# [DESCRIPTION OF THE TASK]
Whenever a line in the records below holds the string "portion", copy it out.

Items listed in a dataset
___
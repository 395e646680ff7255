//! Raw upstream record shapes
//!
//! Upstream data is JSON from a web API whose field types are not under our
//! control: amounts arrive as numbers or strings, IDs as integers or strings,
//! dates under more than one field name. Every loosely typed field is kept as
//! a `serde_json::Value` here and converted in `normalize`.

use serde::Deserialize;
use serde_json::Value;

/// A full snapshot as fetched from the remote service
///
/// Absent or `null` collections are treated as empty.
#[derive(Debug, Default, Deserialize)]
#[serde(default)]
pub struct RawSnapshot {
    pub transactions: Option<Vec<RawTransaction>>,
    pub budgets: Option<Vec<RawBudget>>,
    pub goals: Option<Vec<RawGoal>>,
    /// Contributions delivered separately from their goals
    pub contributions: Option<Vec<RawContribution>>,
}

#[derive(Debug, Default, Deserialize)]
#[serde(default)]
pub struct RawTransaction {
    pub id: Option<Value>,
    #[serde(rename = "type")]
    pub kind: Option<Value>,
    pub category: Option<Value>,
    pub amount: Option<Value>,
    pub date: Option<Value>,
    pub transaction_date: Option<Value>,
    pub description: Option<Value>,
    pub budget_id: Option<Value>,
}

#[derive(Debug, Default, Deserialize)]
#[serde(default)]
pub struct RawBudget {
    pub id: Option<Value>,
    pub category: Option<Value>,
    pub allocated_amount: Option<Value>,
    pub amount: Option<Value>,
    pub start_date: Option<Value>,
    pub end_date: Option<Value>,
    pub description: Option<Value>,
}

#[derive(Debug, Default, Deserialize)]
#[serde(default)]
pub struct RawGoal {
    pub id: Option<Value>,
    pub title: Option<Value>,
    pub name: Option<Value>,
    pub target_amount: Option<Value>,
    pub target: Option<Value>,
    pub deadline: Option<Value>,
    pub description: Option<Value>,
    pub contributions: Option<Vec<RawContribution>>,
}

#[derive(Debug, Default, Deserialize)]
#[serde(default)]
pub struct RawContribution {
    pub id: Option<Value>,
    pub goal_id: Option<Value>,
    pub amount: Option<Value>,
    pub date: Option<Value>,
    pub contribution_date: Option<Value>,
}
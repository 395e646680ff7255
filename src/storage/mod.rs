//! Snapshot storage layer for fintrack
//!
//! Reads the JSON snapshot exported from the remote service and normalizes
//! it into typed models. Writes are limited to settings files.

pub mod file_io;
pub mod normalize;
pub mod raw;
pub mod snapshot;

pub use raw::RawSnapshot;
pub use snapshot::Snapshot;
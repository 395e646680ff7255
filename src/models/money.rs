//! Money type for representing currency amounts
//!
//! Internally stores amounts in cents (i64) so totals are exact. Upstream
//! records send decimals (as numbers or strings); they are converted once at
//! ingestion and every sum afterwards is integer arithmetic. Arithmetic
//! saturates at the bounds of i64 instead of overflowing.

use serde::{Deserialize, Serialize};
use std::fmt;
use std::ops::{Add, AddAssign, Neg, Sub, SubAssign};

/// Represents a monetary amount stored as cents (hundredths of the currency unit)
#[derive(Debug, Clone, Copy, PartialEq, Eq, PartialOrd, Ord, Hash, Serialize, Deserialize)]
#[serde(transparent)]
pub struct Money(i64);

impl Money {
    /// Create a Money amount from cents
    ///
    /// # Examples
    /// ```
    /// use fintrack::models::Money;
    /// let amount = Money::from_cents(1050); // 10.50
    /// assert_eq!(amount.to_string(), "10.50");
    /// ```
    pub const fn from_cents(cents: i64) -> Self {
        Self(cents)
    }

    /// Create a Money amount from whole units
    pub const fn from_units(units: i64) -> Self {
        Self(units.saturating_mul(100))
    }

    /// Create a Money amount from a decimal value, rounding to the nearest cent
    ///
    /// Non-finite and out-of-range values become zero.
    pub fn from_decimal(value: f64) -> Self {
        Self::try_from_decimal(value).unwrap_or_default()
    }

    /// Convert a decimal value to cents, or `None` if it is not finite or
    /// does not fit in i64 cents
    pub fn try_from_decimal(value: f64) -> Option<Self> {
        let cents = (value * 100.0).round();
        // i64::MAX as f64 rounds up to 2^63, which is itself out of range
        if !cents.is_finite() || cents >= i64::MAX as f64 || cents < i64::MIN as f64 {
            return None;
        }
        Some(Self(cents as i64))
    }

    /// Create a zero Money amount
    pub const fn zero() -> Self {
        Self(0)
    }

    /// Get the amount in cents
    pub const fn cents(&self) -> i64 {
        self.0
    }

    /// Get the whole units portion (truncated toward zero)
    pub const fn units(&self) -> i64 {
        self.0 / 100
    }

    /// Get the cents portion (0-99)
    pub const fn cents_part(&self) -> i64 {
        (self.0 % 100).abs()
    }

    /// Check if the amount is zero
    pub const fn is_zero(&self) -> bool {
        self.0 == 0
    }

    /// Check if the amount is positive
    pub const fn is_positive(&self) -> bool {
        self.0 > 0
    }

    /// Check if the amount is negative
    pub const fn is_negative(&self) -> bool {
        self.0 < 0
    }

    /// Get the absolute value
    pub const fn abs(&self) -> Self {
        Self(self.0.saturating_abs())
    }

    /// This amount as a percentage of `whole`
    ///
    /// Returns 0.0 when `whole` is zero or negative, never NaN or infinity.
    pub fn percent_of(&self, whole: Money) -> f64 {
        if whole.0 <= 0 {
            return 0.0;
        }
        self.0 as f64 * 100.0 / whole.0 as f64
    }

    /// Parse a money amount from a string
    ///
    /// Accepts formats: "10.50", "-10.50", "$10.50", "-$10.50", "1,250.00", "10"
    pub fn parse(s: &str) -> Result<Self, MoneyParseError> {
        let original = s;
        let invalid = || MoneyParseError::InvalidFormat(original.to_string());

        let s = s.trim();
        let (negative, s) = match s.strip_prefix('-') {
            Some(stripped) => (true, stripped),
            None => (false, s),
        };

        // Currency symbols or codes in front of the number
        let s = s.trim_start_matches(|c: char| !c.is_ascii_digit() && c != '.' && c != '-');
        let (negative, s) = match s.strip_prefix('-') {
            Some(stripped) => (!negative, stripped),
            None => (negative, s),
        };

        let cleaned: String = s.trim().chars().filter(|c| *c != ',' && *c != '_').collect();
        if cleaned.is_empty() {
            return Err(invalid());
        }

        let cents = if let Some((units_str, cents_str)) = cleaned.split_once('.') {
            if cents_str.contains('.') || (units_str.is_empty() && cents_str.is_empty()) {
                return Err(invalid());
            }

            let units: i64 = if units_str.is_empty() {
                0
            } else {
                units_str.parse().map_err(|_| invalid())?
            };

            if !cents_str.chars().all(|c| c.is_ascii_digit()) {
                return Err(invalid());
            }

            // Pad or truncate cents to 2 digits
            let cents: i64 = match cents_str.len() {
                0 => 0,
                1 => cents_str.parse::<i64>().map_err(|_| invalid())? * 10,
                _ => cents_str[..2].parse().map_err(|_| invalid())?,
            };

            units
                .checked_mul(100)
                .and_then(|u| u.checked_add(cents))
                .ok_or_else(invalid)?
        } else {
            cleaned
                .parse::<i64>()
                .map_err(|_| invalid())?
                .checked_mul(100)
                .ok_or_else(invalid)?
        };

        Ok(Self(if negative { -cents } else { cents }))
    }

    /// Format with a currency symbol
    pub fn format_with_symbol(&self, symbol: &str) -> String {
        if self.is_negative() {
            format!("-{}{}.{:02}", symbol, self.units().abs(), self.cents_part())
        } else {
            format!("{}{}.{:02}", symbol, self.units(), self.cents_part())
        }
    }
}

impl Default for Money {
    fn default() -> Self {
        Self::zero()
    }
}

impl fmt::Display for Money {
    fn fmt(&self, f: &mut fmt::Formatter<'_>) -> fmt::Result {
        write!(f, "{}", self.format_with_symbol(""))
    }
}

impl Add for Money {
    type Output = Self;

    fn add(self, other: Self) -> Self {
        Self(self.0.saturating_add(other.0))
    }
}

impl AddAssign for Money {
    fn add_assign(&mut self, other: Self) {
        *self = *self + other;
    }
}

impl Sub for Money {
    type Output = Self;

    fn sub(self, other: Self) -> Self {
        Self(self.0.saturating_sub(other.0))
    }
}

impl SubAssign for Money {
    fn sub_assign(&mut self, other: Self) {
        *self = *self - other;
    }
}

impl Neg for Money {
    type Output = Self;

    fn neg(self) -> Self {
        Self(self.0.saturating_neg())
    }
}

impl std::iter::Sum for Money {
    fn sum<I: Iterator<Item = Self>>(iter: I) -> Self {
        iter.fold(Money::zero(), |acc, m| acc + m)
    }
}

impl<'a> std::iter::Sum<&'a Money> for Money {
    fn sum<I: Iterator<Item = &'a Money>>(iter: I) -> Self {
        iter.copied().sum()
    }
}

/// Error type for money parsing
#[derive(Debug, Clone, PartialEq, Eq)]
pub enum MoneyParseError {
    InvalidFormat(String),
}

impl fmt::Display for MoneyParseError {
    fn fmt(&self, f: &mut fmt::Formatter<'_>) -> fmt::Result {
        match self {
            MoneyParseError::InvalidFormat(s) => write!(f, "Invalid money format: {}", s),
        }
    }
}

impl std::error::Error for MoneyParseError {}

#[cfg(test)]
mod tests {
    use super::*;

    #[test]
    fn test_from_cents() {
        let m = Money::from_cents(1050);
        assert_eq!(m.cents(), 1050);
        assert_eq!(m.units(), 10);
        assert_eq!(m.cents_part(), 50);
    }

    #[test]
    fn test_from_decimal_rounds_to_cents() {
        assert_eq!(Money::from_decimal(10.5).cents(), 1050);
        assert_eq!(Money::from_decimal(0.1 + 0.2).cents(), 30);
        assert_eq!(Money::from_decimal(12.346).cents(), 1235);
        assert_eq!(Money::from_decimal(f64::NAN), Money::zero());
        assert_eq!(Money::from_decimal(f64::INFINITY), Money::zero());
    }

    #[test]
    fn test_display() {
        assert_eq!(format!("{}", Money::from_cents(1050)), "10.50");
        assert_eq!(format!("{}", Money::from_cents(0)), "0.00");
        assert_eq!(format!("{}", Money::from_cents(-1050)), "-10.50");
        assert_eq!(format!("{}", Money::from_cents(5)), "0.05");
    }

    #[test]
    fn test_format_with_symbol() {
        assert_eq!(Money::from_cents(1050).format_with_symbol("€"), "€10.50");
        assert_eq!(Money::from_cents(-2000).format_with_symbol("$"), "-$20.00");
    }

    #[test]
    fn test_arithmetic() {
        let a = Money::from_cents(1000);
        let b = Money::from_cents(500);

        assert_eq!((a + b).cents(), 1500);
        assert_eq!((a - b).cents(), 500);
        assert_eq!((-a).cents(), -1000);
    }

    #[test]
    fn test_arithmetic_saturates() {
        let max = Money::from_cents(i64::MAX);
        let min = Money::from_cents(i64::MIN);

        assert_eq!(max + Money::from_cents(1), max);
        assert_eq!(min - Money::from_cents(1), min);
        assert_eq!(-min, max);
        assert_eq!(min.abs(), max);

        let mut total = max;
        total += max;
        assert_eq!(total, max);

        let sum: Money = vec![max, max, max].into_iter().sum();
        assert_eq!(sum, max);
    }

    #[test]
    fn test_try_from_decimal_range() {
        assert_eq!(
            Money::try_from_decimal(1e16),
            Some(Money::from_units(10_000_000_000_000_000))
        );
        assert_eq!(Money::try_from_decimal(1e17), None);
        assert_eq!(Money::try_from_decimal(-1e17), None);
        assert_eq!(Money::try_from_decimal(f64::NAN), None);
        assert_eq!(Money::from_decimal(1e17), Money::zero());
    }

    #[test]
    fn test_parse() {
        assert_eq!(Money::parse("10.50").unwrap().cents(), 1050);
        assert_eq!(Money::parse("$10.50").unwrap().cents(), 1050);
        assert_eq!(Money::parse("-10.50").unwrap().cents(), -1050);
        assert_eq!(Money::parse("-$10.50").unwrap().cents(), -1050);
        assert_eq!(Money::parse("10").unwrap().cents(), 1000);
        assert_eq!(Money::parse("10.5").unwrap().cents(), 1050);
        assert_eq!(Money::parse("0.05").unwrap().cents(), 5);
        assert_eq!(Money::parse(".75").unwrap().cents(), 75);
        assert_eq!(Money::parse("1,250.00").unwrap().cents(), 125000);
        assert_eq!(Money::parse(" 42 ").unwrap().cents(), 4200);
    }

    #[test]
    fn test_parse_rejects_garbage() {
        assert!(Money::parse("").is_err());
        assert!(Money::parse("abc").is_err());
        assert!(Money::parse("1.2.3").is_err());
        assert!(Money::parse(".").is_err());
        assert!(Money::parse("12.x5").is_err());
    }

    #[test]
    fn test_percent_of() {
        assert_eq!(Money::from_units(85).percent_of(Money::from_units(100)), 85.0);
        assert_eq!(Money::from_units(50).percent_of(Money::zero()), 0.0);
        assert_eq!(Money::zero().percent_of(Money::zero()), 0.0);
        assert_eq!(Money::from_units(5).percent_of(Money::from_units(-10)), 0.0);
    }

    #[test]
    fn test_sum() {
        let amounts = vec![
            Money::from_cents(100),
            Money::from_cents(200),
            Money::from_cents(300),
        ];
        let by_ref: Money = amounts.iter().sum();
        let total: Money = amounts.into_iter().sum();
        assert_eq!(total.cents(), 600);
        assert_eq!(by_ref, total);
    }

    #[test]
    fn test_serialization() {
        let m = Money::from_cents(1050);
        let json = serde_json::to_string(&m).unwrap();
        assert_eq!(json, "1050");

        let deserialized: Money = serde_json::from_str(&json).unwrap();
        assert_eq!(m, deserialized);
    }
}
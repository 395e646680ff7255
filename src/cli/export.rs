//! CLI command for exporting insights

use clap::Args;
use std::fs::File;
use std::io::{BufWriter, Write};
use std::path::PathBuf;

use super::context::{CliContext, RangeArgs};
use crate::error::{FintrackError, FintrackResult};
use crate::export::{export_json, export_yaml, ExportFormat, InsightsExport};

/// Options for the export command
#[derive(Args, Debug, Clone)]
pub struct ExportArgs {
    /// Output format (json or yaml)
    pub format: ExportFormat,

    #[command(flatten)]
    pub range: RangeArgs,

    /// Write to a file instead of stdout
    #[arg(short, long)]
    pub output: Option<PathBuf>,

    /// Compact JSON without indentation
    #[arg(long)]
    pub compact: bool,
}

/// Handle the export command
pub fn handle_export_command(ctx: &CliContext, args: ExportArgs) -> FintrackResult<()> {
    let range = args.range.to_range()?;
    let export = InsightsExport::generate(
        &ctx.snapshot,
        &range,
        ctx.today,
        &ctx.settings.notification_thresholds,
    );

    match &args.output {
        Some(path) => {
            let file = File::create(path).map_err(|e| {
                FintrackError::Export(format!("Failed to create file {}: {}", path.display(), e))
            })?;
            let mut writer = BufWriter::new(file);
            write_export(&export, args.format, !args.compact, &mut writer)?;
            writer
                .flush()
                .map_err(|e| FintrackError::Export(e.to_string()))?;
            eprintln!("Exported {} to: {}", args.format, path.display());
        }
        None => {
            let stdout = std::io::stdout();
            let mut writer = stdout.lock();
            write_export(&export, args.format, !args.compact, &mut writer)?;
        }
    }

    Ok(())
}

fn write_export<W: Write>(
    export: &InsightsExport,
    format: ExportFormat,
    pretty: bool,
    writer: &mut W,
) -> FintrackResult<()> {
    match format {
        ExportFormat::Json => export_json(export, writer, pretty),
        ExportFormat::Yaml => export_yaml(export, writer),
    }
}
//! Spending Report
//!
//! Totals per category for one transaction type over a date range.

use serde::Serialize;
use tabled::Tabled;
use tracing::debug;

use crate::display::{format_bar, format_money, format_percentage, render_table, truncate};
use crate::models::{DateRange, Money, TransactionType};
use crate::services::{filter_transactions, group_by_category};
use crate::storage::Snapshot;

/// One category's share of the total
#[derive(Debug, Clone, PartialEq, Serialize)]
pub struct CategoryShare {
    pub name: String,
    pub total: Money,
    pub transaction_count: usize,
    /// Share of the report total, 0 when the total is zero
    pub percentage: f64,
}

/// Category breakdown report
#[derive(Debug, Clone, PartialEq, Serialize)]
pub struct SpendingReport {
    pub range: DateRange,
    pub kind: TransactionType,
    /// Largest category first; ties keep first-seen order
    pub categories: Vec<CategoryShare>,
    pub total: Money,
    pub transaction_count: usize,
}

#[derive(Tabled)]
struct ShareRow {
    #[tabled(rename = "Category")]
    category: String,
    #[tabled(rename = "Amount")]
    amount: String,
    #[tabled(rename = "Count")]
    count: usize,
    #[tabled(rename = "Share")]
    share: String,
    #[tabled(rename = "")]
    bar: String,
}

impl SpendingReport {
    /// Generate a category report for a date range
    pub fn generate(snapshot: &Snapshot, range: &DateRange, kind: TransactionType) -> Self {
        let transactions = filter_transactions(&snapshot.transactions, range);
        let totals = group_by_category(&transactions, kind);
        let total: Money = totals.iter().map(|t| t.value).sum();

        let mut categories: Vec<CategoryShare> = totals
            .into_iter()
            .map(|t| CategoryShare {
                transaction_count: transactions
                    .iter()
                    .filter(|txn| txn.kind == kind && txn.category == t.name)
                    .count(),
                percentage: t.value.percent_of(total),
                total: t.value,
                name: t.name,
            })
            .collect();
        categories.sort_by(|a, b| b.total.cmp(&a.total));

        let transaction_count = categories.iter().map(|c| c.transaction_count).sum();
        debug!(%range, %kind, categories = categories.len(), "Generated spending report");

        Self {
            range: *range,
            kind,
            categories,
            total,
            transaction_count,
        }
    }

    /// Format the report for terminal display
    pub fn format_terminal(&self, symbol: &str) -> String {
        let mut output = String::new();

        output.push_str(&format!("{} by Category: {}\n", self.kind, self.range));
        output.push_str(&"=".repeat(60));
        output.push('\n');
        output.push_str(&format!(
            "Total: {} across {} transactions\n\n",
            format_money(self.total, symbol),
            self.transaction_count
        ));

        if self.categories.is_empty() {
            output.push_str("No transactions in this range.\n");
            return output;
        }

        let rows: Vec<ShareRow> = self
            .categories
            .iter()
            .map(|c| ShareRow {
                category: truncate(&c.name, 30),
                amount: format_money(c.total, symbol),
                count: c.transaction_count,
                share: format_percentage(c.percentage),
                bar: format_bar(c.percentage, 100.0, 20),
            })
            .collect();

        output.push_str(&render_table(&rows));
        output.push('\n');
        output
    }
}
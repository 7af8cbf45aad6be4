//! Merged results keep provider order and fold errors into one node

use crate::integration::test_utils::*;
use oexplorer::expansion::MULTIPLE_ERRORS_LABEL;
use oexplorer::view::ExplorerEvent;
use oexplorer::{ExplorerError, ObjectExplorer};
use proptest::prelude::*;
use std::sync::Arc;

struct Fixture {
    explorer: ObjectExplorer,
    primary: Arc<MockProvider>,
    a: Arc<MockNodeProvider>,
    b: Arc<MockNodeProvider>,
}

/// prov1 with node providers B ("bbb", registered first) and A ("aaa"), all
/// answering by hand
fn manual_fixture() -> Fixture {
    let explorer = ObjectExplorer::default();
    let primary = MockProvider::install(&explorer, "prov1");
    let b = MockNodeProvider::install(&explorer, "B", "prov1", "bbb");
    let a = MockNodeProvider::install(&explorer, "A", "prov1", "aaa");
    primary.set_mode(ExpandMode::Manual);
    a.set_mode(ExpandMode::Manual);
    b.set_mode(ExpandMode::Manual);
    Fixture {
        explorer,
        primary,
        a,
        b,
    }
}

#[tokio::test]
async fn node_providers_merge_in_group_order() {
    let f = manual_fixture();
    let session = f
        .explorer
        .create_session("prov1", &profile("c1", "prov1"))
        .await
        .unwrap();
    let sid = session.session_id.clone();

    let explorer = f.explorer.clone();
    let expand = tokio::spawn(async move { explorer.expand_node("prov1", &session, "/root").await });
    f.b.wait_for(CallKind::Expand, 1).await;
    f.a.wait_for(CallKind::Expand, 1).await;

    f.b.respond(&sid, "/root", vec![leaf("/root/b1", "b1"), leaf("/root/b2", "b2")]);
    f.primary.respond(&sid, "/root", vec![leaf("/root/p", "p")]);
    f.a.respond(&sid, "/root", vec![leaf("/root/a1", "a1")]);

    let info = expand.await.unwrap().unwrap();
    assert_eq!(labels(&info.nodes), ["p", "a1", "b1", "b2"]);
    assert_eq!(info.session_id, sid);
    assert_eq!(info.node_path, "/root");
}

#[tokio::test]
async fn one_failure_yields_single_error_node_first() {
    let explorer = ObjectExplorer::default();
    let primary = MockProvider::install(&explorer, "prov1");
    let np = MockNodeProvider::install(&explorer, "np", "prov1", "aaa");
    primary.set_children("/root", vec![leaf("/root/a", "a"), leaf("/root/b", "b")]);
    np.set_mode(ExpandMode::Respond("timeout".to_string()));
    let session = explorer
        .create_session("prov1", &profile("c1", "prov1"))
        .await
        .unwrap();
    let mut events = explorer.subscribe();

    let info = explorer.expand_node("prov1", &session, "/root").await.unwrap();

    assert_eq!(labels(&info.nodes), ["timeout", "a", "b"]);
    let error = &info.nodes[0];
    assert_eq!(error.node_type, "error");
    assert_eq!(error.object_type.as_deref(), Some("error"));
    assert!(error.is_leaf);
    assert_eq!(error.node_path, "");
    assert_eq!(error.error_message.as_deref(), Some("timeout"));
    assert_eq!(info.error_message.as_deref(), Some("timeout"));
    assert_eq!(
        events.recv().await.unwrap(),
        ExplorerEvent::NodesUpdated {
            connection_id: Some("c1".to_string()),
            error_message: Some("timeout".to_string()),
        }
    );
}

#[tokio::test]
async fn several_failures_share_one_error_node() {
    let f = manual_fixture();
    let session = f
        .explorer
        .create_session("prov1", &profile("c1", "prov1"))
        .await
        .unwrap();
    let sid = session.session_id.clone();

    let explorer = f.explorer.clone();
    let expand = tokio::spawn(async move { explorer.expand_node("prov1", &session, "/root").await });
    f.b.wait_for(CallKind::Expand, 1).await;

    f.b.respond_error(&sid, "/root", "b failed");
    f.a.respond_error(&sid, "/root", "a failed");
    f.primary.respond(&sid, "/root", vec![leaf("/root/p", "p")]);

    let info = expand.await.unwrap().unwrap();
    assert_eq!(info.nodes.len(), 2);
    assert_eq!(
        info.nodes[0].label,
        format!("{}\na failed\nb failed", MULTIPLE_ERRORS_LABEL)
    );
    assert_eq!(info.nodes[1].label, "p");
}

#[tokio::test]
async fn total_failure_fails_the_request() {
    let explorer = ObjectExplorer::default();
    let primary = MockProvider::install(&explorer, "prov1");
    primary.set_mode(ExpandMode::Respond("login failed".to_string()));
    let session = explorer
        .create_session("prov1", &profile("c1", "prov1"))
        .await
        .unwrap();
    let mut events = explorer.subscribe();

    let err = explorer
        .expand_node("prov1", &session, "/root")
        .await
        .unwrap_err();

    assert_eq!(
        err,
        ExplorerError::AggregateExpansionFailure("login failed".to_string())
    );
    assert_eq!(
        events.recv().await.unwrap(),
        ExplorerEvent::NodesUpdated {
            connection_id: Some("c1".to_string()),
            error_message: Some("login failed".to_string()),
        }
    );
}

proptest! {
    #![proptest_config(ProptestConfig::with_cases(24))]

    #[test]
    fn merge_order_ignores_response_order(order in Just(vec![0usize, 1, 2]).prop_shuffle()) {
        let runtime = tokio::runtime::Builder::new_current_thread()
            .enable_all()
            .build()
            .unwrap();
        let merged = runtime.block_on(async move {
            let f = manual_fixture();
            let session = f
                .explorer
                .create_session("prov1", &profile("c1", "prov1"))
                .await
                .unwrap();
            let sid = session.session_id.clone();
            let explorer = f.explorer.clone();
            let expand =
                tokio::spawn(async move { explorer.expand_node("prov1", &session, "/root").await });
            f.primary.wait_for(CallKind::Expand, 1).await;
            f.a.wait_for(CallKind::Expand, 1).await;
            f.b.wait_for(CallKind::Expand, 1).await;

            for index in order {
                match index {
                    0 => f.primary.respond(&sid, "/root", vec![leaf("/root/p", "p")]),
                    1 => f.a.respond(&sid, "/root", vec![leaf("/root/a", "a")]),
                    _ => f.b.respond(&sid, "/root", vec![leaf("/root/b", "b")]),
                }
            }
            expand.await.unwrap().unwrap()
        });
        prop_assert_eq!(labels(&merged.nodes), vec!["p", "a", "b"]);
    }
}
___
# [RESULT BELOW]
    /// Get the whole units portion (truncated toward zero)
    /// Get the cents portion (0-99)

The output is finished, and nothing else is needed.